*HOW TO COMPLETE THIS TASK*: Give again, word for word, every line in the entries below from the line with "fn read_dir(&self, path: &Path)" up to and including the line with "Immediate children, reported", and no other line.

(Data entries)

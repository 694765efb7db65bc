// tests/patterns.rs

use std::error::Error;
use std::path::{Path, PathBuf};

use stagewatch::fs::mock::MockFileSystem;
use stagewatch::watch::path_utils::relative_str;
use stagewatch::watch::{SourcePattern, collect_matching_files};

type TestResult = Result<(), Box<dyn Error>>;

#[test]
fn base_is_the_literal_prefix() -> TestResult {
    assert_eq!(SourcePattern::parse("css/src/**/*.scss")?.base(), Path::new("css/src"));
    assert_eq!(SourcePattern::parse("./js/src/*.js")?.base(), Path::new("js/src"));
    assert_eq!(SourcePattern::parse("*.md")?.base(), Path::new(""));
    assert_eq!(SourcePattern::parse("assets/{img,font}/*")?.base(), Path::new("assets"));
    Ok(())
}

#[test]
fn literal_pattern_uses_parent_as_base() -> TestResult {
    let pattern = SourcePattern::parse("js/src/main.js")?;
    assert_eq!(pattern.base(), Path::new("js/src"));
    assert!(pattern.matches("js/src/main.js"));
    Ok(())
}

#[test]
fn single_star_does_not_cross_directories() -> TestResult {
    let pattern = SourcePattern::parse("src/*.scss")?;
    assert!(pattern.matches("src/a.scss"));
    assert!(!pattern.matches("src/partials/_b.scss"));

    let deep = SourcePattern::parse("src/**/*.scss")?;
    assert!(deep.matches("src/a.scss"));
    assert!(deep.matches("src/partials/_b.scss"));
    assert!(!deep.matches("lib/a.scss"));
    Ok(())
}

#[test]
fn collects_matching_files_sorted() -> TestResult {
    let fs = MockFileSystem::new();
    fs.add_file("/p/src/b.js", "");
    fs.add_file("/p/src/a.js", "");
    fs.add_file("/p/src/nested/c.js", "");
    fs.add_file("/p/src/readme.md", "");

    let pattern = SourcePattern::parse("src/**/*.js")?;
    let files = collect_matching_files(&fs, Path::new("/p"), &pattern)?;

    assert_eq!(
        files,
        vec![
            PathBuf::from("/p/src/a.js"),
            PathBuf::from("/p/src/b.js"),
            PathBuf::from("/p/src/nested/c.js"),
        ]
    );
    Ok(())
}

#[test]
fn missing_base_directory_is_an_error() -> TestResult {
    let fs = MockFileSystem::new();
    fs.add_file("/p/other/a.js", "");
    let pattern = SourcePattern::parse("src/*.js")?;
    assert!(collect_matching_files(&fs, Path::new("/p"), &pattern).is_err());
    Ok(())
}

#[test]
fn relative_str_handles_dot_roots() {
    assert_eq!(
        relative_str(Path::new("."), Path::new("./src/a.js")).as_deref(),
        Some("src/a.js")
    );
    assert_eq!(
        relative_str(Path::new("/p"), Path::new("/p/css/x.scss")).as_deref(),
        Some("css/x.scss")
    );
    assert_eq!(relative_str(Path::new("/p"), Path::new("/elsewhere/x")), None);
}
// src/watch/watcher.rs

use std::path::PathBuf;
use std::sync::{Arc, Mutex};

use notify::{Config, Event, RecommendedWatcher, RecursiveMode, Watcher};
use tokio::sync::mpsc;
use tokio::time::Instant;
use tracing::{debug, error, info, warn};

use crate::engine::{RuntimeEvent, WatchEvent};
use crate::errors::Result;
use crate::types::ChangeKind;
use crate::watch::hash::ContentFilter;
use crate::watch::path_utils::relative_str;

/// Handle for the filesystem watcher.
///
/// Keeps the underlying `RecommendedWatcher` alive. Dropping this handle
/// stops file watching.
pub struct WatcherHandle {
    _inner: RecommendedWatcher,
}

impl std::fmt::Debug for WatcherHandle {
    fn fmt(&self, f: &mut std::fmt::Formatter<'_>) -> std::fmt::Result {
        f.debug_struct("WatcherHandle").finish()
    }
}

/// Watch `watch_dirs` recursively and forward file changes to the runtime
/// as `RuntimeEvent::PathChanged`, with paths relative to `root`.
///
/// - `filter`, when given, drops create/modify events whose content hash is
///   unchanged.
/// - A notify error, or the removal of one of `watch_dirs`, is reported as
///   `RuntimeEvent::ObserverFailed` and ends event forwarding.
/// - Directories that do not exist yet are skipped with a warning; the
///   pipeline reports them when the task runs.
pub fn spawn_watcher(
    root: impl Into<PathBuf>,
    watch_dirs: Vec<PathBuf>,
    runtime_tx: mpsc::Sender<RuntimeEvent>,
    filter: Option<ContentFilter>,
) -> Result<WatcherHandle> {
    let root = root.into();
    let root = root.canonicalize().unwrap_or(root);

    // Channel from the blocking notify callback into the async world.
    let (event_tx, mut event_rx) = mpsc::unbounded_channel::<notify::Result<Event>>();

    let mut watcher = RecommendedWatcher::new(
        move |res: notify::Result<Event>| {
            if let Err(err) = event_tx.send(res) {
                // The callback runs on notify's thread, outside any span.
                eprintln!("stagewatch: failed to forward notify event: {err}");
            }
        },
        Config::default(),
    )?;

    let mut watched = Vec::new();
    for dir in watch_dirs {
        if !dir.is_dir() {
            warn!(dir = ?dir, "source directory does not exist; not watching it");
            continue;
        }
        watcher.watch(&dir, RecursiveMode::Recursive)?;
        info!(dir = ?dir, "watching");
        watched.push(dir);
    }

    let filter = filter.map(|f| Arc::new(Mutex::new(f)));

    tokio::spawn(async move {
        while let Some(res) = event_rx.recv().await {
            let event = match res {
                Ok(event) => event,
                Err(err) => {
                    error!(error = %err, "file watch error");
                    let _ = runtime_tx
                        .send(RuntimeEvent::ObserverFailed(err.to_string()))
                        .await;
                    break;
                }
            };

            debug!(?event, "received notify event");

            let Some(kind) = ChangeKind::from_notify(&event.kind) else {
                continue;
            };

            for path in event.paths {
                if kind == ChangeKind::Deleted && watched.iter().any(|d| d == &path) {
                    let reason = format!("watched directory {} was removed", path.display());
                    let _ = runtime_tx.send(RuntimeEvent::ObserverFailed(reason)).await;
                    return;
                }

                if kind != ChangeKind::Deleted && path.is_dir() {
                    continue;
                }

                let Some(rel) = relative_str(&root, &path) else {
                    debug!(?path, "change outside project root; ignoring");
                    continue;
                };

                if let Some(filter) = &filter {
                    if !content_changed(Arc::clone(filter), path.clone(), kind).await {
                        continue;
                    }
                }

                let change = WatchEvent::new(rel, kind, Instant::now());
                if runtime_tx.send(RuntimeEvent::PathChanged(change)).await.is_err() {
                    debug!("runtime gone; stopping watcher loop");
                    return;
                }
            }
        }
        debug!("watcher event loop finished");
    });

    Ok(WatcherHandle { _inner: watcher })
}

/// Hashing reads the file, so it runs on the blocking pool.
async fn content_changed(
    filter: Arc<Mutex<ContentFilter>>,
    path: PathBuf,
    kind: ChangeKind,
) -> bool {
    tokio::task::spawn_blocking(move || {
        let mut filter = filter.lock().unwrap_or_else(|poisoned| poisoned.into_inner());
        match kind {
            ChangeKind::Deleted => {
                filter.forget(&path);
                true
            }
            ChangeKind::Created | ChangeKind::Modified => filter.has_changed(&path),
        }
    })
    .await
    .unwrap_or(true)
}
// src/stage/compact.rs

use std::path::Path;

use crate::pipeline::Diagnostic;
use crate::stage::{Stage, StageFuture, StageOutput};
use crate::types::DiagnosticKind;

/// Minifier for C-style syntaxes (CSS, SCSS, JS).
///
/// Removes `/* ... */` comments outside of string literals, trims every line
/// and drops blank lines. Line breaks between code lines are kept so that
/// statement boundaries survive. Text inside string and template literals
/// is copied untouched, including any line breaks it spans. `//` comments
/// are kept as written, and quotes inside them do not open a string.
#[derive(Debug, Clone)]
pub struct CompactStage {
    name: String,
}

impl CompactStage {
    pub fn new(name: impl Into<String>) -> Self {
        Self { name: name.into() }
    }
}

impl Stage for CompactStage {
    fn name(&self) -> &str {
        &self.name
    }

    fn apply<'a>(&'a self, content: Vec<u8>, path: &'a Path) -> StageFuture<'a> {
        Box::pin(async move {
            let text = String::from_utf8(content).map_err(|e| {
                Diagnostic::new(
                    DiagnosticKind::CompileError,
                    &self.name,
                    path,
                    format!("source is not valid UTF-8: {e}"),
                )
            })?;

            let compacted = compact(&text).map_err(|line| {
                Diagnostic::new(
                    DiagnosticKind::CompileError,
                    &self.name,
                    path,
                    "unterminated block comment",
                )
                .with_line(line)
            })?;

            Ok(StageOutput::new(compacted))
        })
    }
}

#[derive(Debug, Clone, Copy, PartialEq, Eq)]
enum Mode {
    Code,
    Quoted(char),
    LineComment,
}

/// Strip block comments and compact lines in one pass. A "line" here ends
/// only at a break outside any literal, so trimming never reaches into a
/// string. On an unterminated comment returns the line it started on.
fn compact(text: &str) -> Result<String, usize> {
    let mut out = String::with_capacity(text.len());
    let mut current = String::new();
    let mut chars = text.chars().peekable();
    let mut mode = Mode::Code;
    let mut line = 1;

    while let Some(c) = chars.next() {
        if c == '\n' {
            line += 1;
        }

        match mode {
            Mode::Quoted(q) => {
                current.push(c);
                if c == '\\' {
                    if let Some(escaped) = chars.next() {
                        if escaped == '\n' {
                            line += 1;
                        }
                        current.push(escaped);
                    }
                } else if c == q {
                    mode = Mode::Code;
                } else if c == '\n' && q != '`' {
                    // Only template literals span lines; a bare break
                    // closes any other quote.
                    current.pop();
                    finish_line(&mut out, &mut current);
                    mode = Mode::Code;
                }
            }
            Mode::LineComment => {
                if c == '\n' {
                    finish_line(&mut out, &mut current);
                    mode = Mode::Code;
                } else {
                    current.push(c);
                }
            }
            Mode::Code => match c {
                '"' | '\'' | '`' => {
                    mode = Mode::Quoted(c);
                    current.push(c);
                }
                '/' if chars.peek() == Some(&'/') => {
                    chars.next();
                    mode = Mode::LineComment;
                    current.push_str("//");
                }
                '/' if chars.peek() == Some(&'*') => {
                    chars.next();
                    let start = line;
                    let mut prev = '\0';
                    let mut closed = false;
                    for n in chars.by_ref() {
                        if n == '\n' {
                            line += 1;
                            // Code on either side of the comment stays on separate lines.
                            finish_line(&mut out, &mut current);
                        }
                        if prev == '*' && n == '/' {
                            closed = true;
                            break;
                        }
                        prev = n;
                    }
                    if !closed {
                        return Err(start);
                    }
                }
                '\n' => finish_line(&mut out, &mut current),
                _ => current.push(c),
            },
        }
    }

    finish_line(&mut out, &mut current);

    Ok(out)
}

fn finish_line(out: &mut String, current: &mut String) {
    let trimmed = current.trim();
    if !trimmed.is_empty() {
        out.push_str(trimmed);
        out.push('\n');
    }
    current.clear();
}
// src/pipeline/sink.rs

use std::sync::{Mutex, MutexGuard};

use tracing::warn;

use crate::pipeline::{Diagnostic, TaskName};

/// Collects the diagnostics of one run.
///
/// Shared by every file worker of the run. `report` never fails, so a stage
/// failure can always be recorded and the run carries on.
#[derive(Debug)]
pub struct ErrorSink {
    task: TaskName,
    diagnostics: Mutex<Vec<Diagnostic>>,
}

impl ErrorSink {
    pub fn new(task: impl Into<TaskName>) -> Self {
        Self {
            task: task.into(),
            diagnostics: Mutex::new(Vec::new()),
        }
    }

    pub fn report(&self, diagnostic: Diagnostic) {
        warn!(
            task = %self.task,
            stage = %diagnostic.stage,
            kind = %diagnostic.kind,
            path = %diagnostic.path.display(),
            line = ?diagnostic.line,
            "{}",
            diagnostic.message
        );
        self.lock().push(diagnostic);
    }

    /// Drain everything reported so far, sorted.
    pub fn take(&self) -> Vec<Diagnostic> {
        let mut out = std::mem::take(&mut *self.lock());
        out.sort();
        out
    }

    fn lock(&self) -> MutexGuard<'_, Vec<Diagnostic>> {
        // A worker that panicked mid-push leaves the Vec intact.
        self.diagnostics
            .lock()
            .unwrap_or_else(|poisoned| poisoned.into_inner())
    }
}
// src/config/validate.rs

use std::collections::HashSet;

use regex::Regex;

use crate::config::model::{ConfigFile, RawConfigFile, StageConfig, TaskConfig};
use crate::errors::{Result, StagewatchError};
use crate::watch::patterns::SourcePattern;

impl TryFrom<RawConfigFile> for ConfigFile {
    type Error = crate::errors::StagewatchError;

    fn try_from(raw: RawConfigFile) -> std::result::Result<Self, Self::Error> {
        validate_raw_config(&raw)?;
        Ok(ConfigFile::new_unchecked(raw.config, raw.task))
    }
}

fn validate_raw_config(cfg: &RawConfigFile) -> Result<()> {
    ensure_has_tasks(cfg)?;
    validate_global_config(cfg)?;
    validate_task_names(cfg)?;
    for task in cfg.task.iter() {
        validate_task(task)?;
    }
    Ok(())
}

fn ensure_has_tasks(cfg: &RawConfigFile) -> Result<()> {
    if cfg.task.is_empty() {
        return Err(StagewatchError::ConfigError(
            "config must contain at least one [[task]] section".to_string(),
        ));
    }
    Ok(())
}

fn validate_global_config(cfg: &RawConfigFile) -> Result<()> {
    if cfg.config.debounce_ms == 0 {
        return Err(StagewatchError::ConfigError(
            "[config].debounce_ms must be >= 1 (got 0)".to_string(),
        ));
    }
    Ok(())
}

fn validate_task_names(cfg: &RawConfigFile) -> Result<()> {
    let mut seen = HashSet::new();
    for task in cfg.task.iter() {
        if task.name.trim().is_empty() {
            return Err(StagewatchError::ConfigError(
                "every [[task]] needs a non-empty `name`".to_string(),
            ));
        }
        if !seen.insert(task.name.as_str()) {
            return Err(StagewatchError::ConfigError(format!(
                "task '{}' is declared more than once",
                task.name
            )));
        }
    }
    Ok(())
}

fn validate_task(task: &TaskConfig) -> Result<()> {
    let invalid = |reason: String| StagewatchError::InvalidTask {
        name: task.name.clone(),
        reason,
    };

    if task.src.trim().is_empty() {
        return Err(invalid("`src` must not be empty".to_string()));
    }
    if is_absolute(&task.src) {
        return Err(invalid(format!(
            "`src` must be relative to the project root (got {:?})",
            task.src
        )));
    }
    if task.dest.trim().is_empty() {
        return Err(invalid("`dest` must not be empty".to_string()));
    }
    if task.stages.is_empty() {
        return Err(invalid("at least one [[task.stage]] is required".to_string()));
    }

    SourcePattern::parse(&task.src).map_err(|e| invalid(format!("{e:#}")))?;

    for stage in task.stages.iter() {
        validate_stage(stage).map_err(|reason| {
            invalid(format!("stage '{}': {reason}", stage.display_name()))
        })?;
    }

    Ok(())
}

fn is_absolute(pattern: &str) -> bool {
    let pattern = pattern.trim();
    pattern.starts_with('/')
        || pattern.starts_with('\\')
        || std::path::Path::new(pattern).is_absolute()
}

fn validate_stage(stage: &StageConfig) -> std::result::Result<(), String> {
    match stage {
        StageConfig::Command { cmd, .. } if cmd.trim().is_empty() => {
            Err("`cmd` must not be empty".to_string())
        }
        StageConfig::Lint { rules, .. } => {
            for rule in rules {
                Regex::new(&rule.pattern)
                    .map_err(|e| format!("invalid lint pattern {:?}: {e}", rule.pattern))?;
            }
            Ok(())
        }
        StageConfig::Rename { extension, .. } if extension.trim().is_empty() => {
            Err("`extension` must not be empty".to_string())
        }
        _ => Ok(()),
    }
}
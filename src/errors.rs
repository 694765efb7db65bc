// src/errors.rs

//! Crate-wide error aliases and helpers.

use thiserror::Error;

#[derive(Error, Debug)]
pub enum StagewatchError {
    #[error("Configuration error: {0}")]
    ConfigError(String),

    #[error("IO error: {0}")]
    IoError(#[from] std::io::Error),

    #[error("Unknown task: {0}")]
    UnknownTask(String),

    #[error("Task already registered: {0}")]
    DuplicateTask(String),

    #[error("Invalid task '{name}': {reason}")]
    InvalidTask { name: String, reason: String },

    #[error("TOML parsing error: {0}")]
    TomlError(#[from] toml::de::Error),

    #[error("File watcher failed: {0}")]
    ObserverFailed(String),

    #[error("File watcher error: {0}")]
    NotifyError(#[from] notify::Error),

    #[error(transparent)]
    Other(#[from] anyhow::Error),
}

pub type Result<T> = std::result::Result<T, StagewatchError>;
// src/fs/mock.rs

use std::collections::{BTreeMap, BTreeSet};
use std::path::{Component, Path, PathBuf};
use std::sync::{Arc, Mutex, MutexGuard};

use anyhow::{anyhow, Result};

use super::FileSystem;

#[derive(Debug, Default)]
struct MockState {
    files: BTreeMap<PathBuf, Vec<u8>>,
    /// Writes to any path below one of these prefixes fail.
    failing_writes: BTreeSet<PathBuf>,
    write_count: usize,
}

/// In-memory filesystem for tests.
///
/// Directories are implicit: a directory exists when some file lives below
/// it. Paths are normalized lexically (`./a/../b` == `b`) so tests can mix
/// `"."`-rooted and bare relative paths.
#[derive(Debug, Clone, Default)]
pub struct MockFileSystem {
    state: Arc<Mutex<MockState>>,
}

impl MockFileSystem {
    pub fn new() -> Self {
        Self::default()
    }

    pub fn add_file(&self, path: impl AsRef<Path>, content: impl Into<Vec<u8>>) {
        let path = normalize(path.as_ref());
        self.lock().files.insert(path, content.into());
    }

    pub fn remove_file(&self, path: impl AsRef<Path>) {
        let path = normalize(path.as_ref());
        self.lock().files.remove(&path);
    }

    /// Make every write below `prefix` fail with an error.
    pub fn fail_writes_under(&self, prefix: impl AsRef<Path>) {
        let prefix = normalize(prefix.as_ref());
        self.lock().failing_writes.insert(prefix);
    }

    /// Read a file as UTF-8 text, if it exists.
    pub fn contents(&self, path: impl AsRef<Path>) -> Option<String> {
        let path = normalize(path.as_ref());
        self.lock()
            .files
            .get(&path)
            .map(|bytes| String::from_utf8_lossy(bytes).into_owned())
    }

    /// All file paths currently stored, sorted.
    pub fn file_paths(&self) -> Vec<PathBuf> {
        self.lock().files.keys().cloned().collect()
    }

    /// Number of successful writes so far.
    pub fn write_count(&self) -> usize {
        self.lock().write_count
    }

    fn lock(&self) -> MutexGuard<'_, MockState> {
        self.state.lock().unwrap_or_else(|poisoned| poisoned.into_inner())
    }
}

impl FileSystem for MockFileSystem {
    fn read(&self, path: &Path) -> Result<Vec<u8>> {
        let key = normalize(path);
        let state = self.lock();
        match state.files.get(&key) {
            Some(content) => Ok(content.clone()),
            None if is_dir_in(&state, &key) => Err(anyhow!("Is a directory: {:?}", path)),
            None => Err(anyhow!("File not found: {:?}", path)),
        }
    }

    fn write(&self, path: &Path, contents: &[u8]) -> Result<()> {
        let key = normalize(path);
        let mut state = self.lock();
        if state.failing_writes.iter().any(|prefix| key.starts_with(prefix)) {
            return Err(anyhow!("permission denied writing {:?}", path));
        }
        state.files.insert(key, contents.to_vec());
        state.write_count += 1;
        Ok(())
    }

    fn exists(&self, path: &Path) -> bool {
        self.is_file(path) || self.is_dir(path)
    }

    fn is_file(&self, path: &Path) -> bool {
        self.lock().files.contains_key(&normalize(path))
    }

    fn is_dir(&self, path: &Path) -> bool {
        let key = normalize(path);
        is_dir_in(&self.lock(), &key)
    }

    fn read_dir(&self, path: &Path) -> Result<Vec<PathBuf>> {
        let key = normalize(path);
        let state = self.lock();
        if !is_dir_in(&state, &key) {
            return Err(anyhow!("Not a directory or not found: {:?}", path));
        }

        // Immediate children, reported relative to the caller's spelling of `path`.
        let mut children: BTreeSet<PathBuf> = BTreeSet::new();
        for file in state.files.keys() {
            if let Ok(rest) = file.strip_prefix(&key) {
                if let Some(first) = rest.components().next() {
                    children.insert(path.join(first.as_os_str()));
                }
            }
        }
        Ok(children.into_iter().collect())
    }
}

fn is_dir_in(state: &MockState, key: &Path) -> bool {
    state
        .files
        .keys()
        .any(|file| file != key && file.starts_with(key))
}

/// Lexical normalization: drop `.`, resolve `..`, keep everything else.
fn normalize(path: &Path) -> PathBuf {
    let mut out = PathBuf::new();
    for component in path.components() {
        match component {
            Component::CurDir => {}
            Component::ParentDir => {
                out.pop();
            }
            other => out.push(other.as_os_str()),
        }
    }
    out
}
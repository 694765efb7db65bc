// src/cli.rs

//! CLI argument parsing using `clap`.

use std::path::PathBuf;

use clap::{Parser, Subcommand, ValueEnum};

use crate::config::default_config_path;

/// Command-line arguments for `stagewatch`.
#[derive(Debug, Clone, Parser)]
#[command(
    name = "stagewatch",
    version,
    about = "Run file pipelines once, or rebuild them when their sources change.",
    long_about = None
)]
pub struct CliArgs {
    /// Path to the config file (TOML).
    ///
    /// Globs and destination directories are resolved against the directory
    /// containing this file.
    #[arg(long, global = true, value_name = "PATH", default_value_os_t = default_config_path())]
    pub config: PathBuf,

    /// Logging level (error, warn, info, debug, trace).
    ///
    /// If omitted, `STAGEWATCH_LOG` or a default level will be used.
    #[arg(long, global = true, value_enum, value_name = "LEVEL")]
    pub log_level: Option<LogLevel>,

    #[command(subcommand)]
    pub command: Command,
}

#[derive(Debug, Clone, Subcommand)]
pub enum Command {
    /// Build a single task once. Exits non-zero if any file produced a diagnostic.
    Run {
        /// Name of the task as declared in `[[task]]`.
        task: String,
    },
    /// Build every task, then rebuild tasks whose sources change until Ctrl-C.
    Watch,
    /// Print the registered task names in config order.
    ListTasks,
}

/// Log level as exposed on the CLI.
#[derive(Debug, Copy, Clone, ValueEnum)]
pub enum LogLevel {
    Error,
    Warn,
    Info,
    Debug,
    Trace,
}

/// Convenience wrapper around `CliArgs::parse()`.
pub fn parse() -> CliArgs {
    CliArgs::parse()
}
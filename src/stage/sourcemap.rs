// src/stage/sourcemap.rs

use std::path::Path;

use serde::{Deserialize, Serialize};

use crate::stage::{Stage, StageFuture, StageOutput};

/// Source map v3 document.
#[derive(Debug, Clone, PartialEq, Eq, Serialize, Deserialize)]
#[serde(rename_all = "camelCase")]
pub struct SourceMap {
    pub version: u8,
    #[serde(default, skip_serializing_if = "Option::is_none")]
    pub file: Option<String>,
    pub sources: Vec<String>,
    pub sources_content: Vec<String>,
    pub names: Vec<String>,
    pub mappings: String,
}

impl SourceMap {
    /// Map every line of `content` to the same line of `source`, column 0.
    ///
    /// The first segment is `AAAA` (all zero); each following line is
    /// `AACA`, i.e. source line delta +1.
    pub fn identity(source: &str, content: &str) -> Self {
        let lines = content.lines().count();
        let mappings = if lines == 0 {
            String::new()
        } else {
            let mut m = String::from("AAAA");
            for _ in 1..lines {
                m.push_str(";AACA");
            }
            m
        };

        Self {
            version: 3,
            file: None,
            sources: vec![source.to_string()],
            sources_content: vec![content.to_string()],
            names: Vec::new(),
            mappings,
        }
    }

    pub fn to_json(&self) -> serde_json::Result<String> {
        serde_json::to_string(self)
    }
}

/// Attaches an identity source map of the content as it reaches this stage.
#[derive(Debug, Clone)]
pub struct SourcemapStage {
    name: String,
}

impl SourcemapStage {
    pub fn new(name: impl Into<String>) -> Self {
        Self { name: name.into() }
    }
}

impl Stage for SourcemapStage {
    fn name(&self) -> &str {
        &self.name
    }

    fn apply<'a>(&'a self, content: Vec<u8>, path: &'a Path) -> StageFuture<'a> {
        Box::pin(async move {
            let source = path
                .file_name()
                .map(|n| n.to_string_lossy().into_owned())
                .unwrap_or_else(|| path.to_string_lossy().into_owned());
            let map = SourceMap::identity(&source, &String::from_utf8_lossy(&content));
            Ok(StageOutput::new(content).with_sourcemap(map))
        })
    }
}
pub mod builders;
pub mod fake_runner;

use std::sync::Once;
use tracing_subscriber::{EnvFilter, fmt};

static INIT: Once = Once::new();

/// Initialise tracing for tests.
///
/// - Uses `with_test_writer()`, so logs are captured per-test.
/// - The Rust test harness only prints captured output for **failing** tests
///   (unless you run with `-- --nocapture`).
///
/// Enable levels with e.g.:
/// `RUST_LOG=debug cargo test`
pub fn init_tracing() {
    INIT.call_once(|| {
        let filter =
            EnvFilter::try_from_default_env().unwrap_or_else(|_| EnvFilter::new("info"));

        fmt()
            .with_env_filter(filter)
            .with_test_writer()
            .with_target(true)
            .init();
    });
}

/// Run a future with a 5-second timeout.
pub async fn with_timeout<F, T>(f: F) -> T
where
    F: std::future::Future<Output = T>,
{
    tokio::time::timeout(std::time::Duration::from_secs(5), f)
        .await
        .expect("Test timed out after 5 seconds")
}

*EXERCISE ANSWER*:
    fn read_dir(&self, path: &Path) -> Result<Vec<PathBuf>> {
        let key = normalize(path);
        let state = self.lock();
        if !is_dir_in(&state, &key) {
            return Err(anyhow!("Not a directory or not found: {:?}", path));
        }

        // Immediate children, reported relative to the caller's spelling of `path`.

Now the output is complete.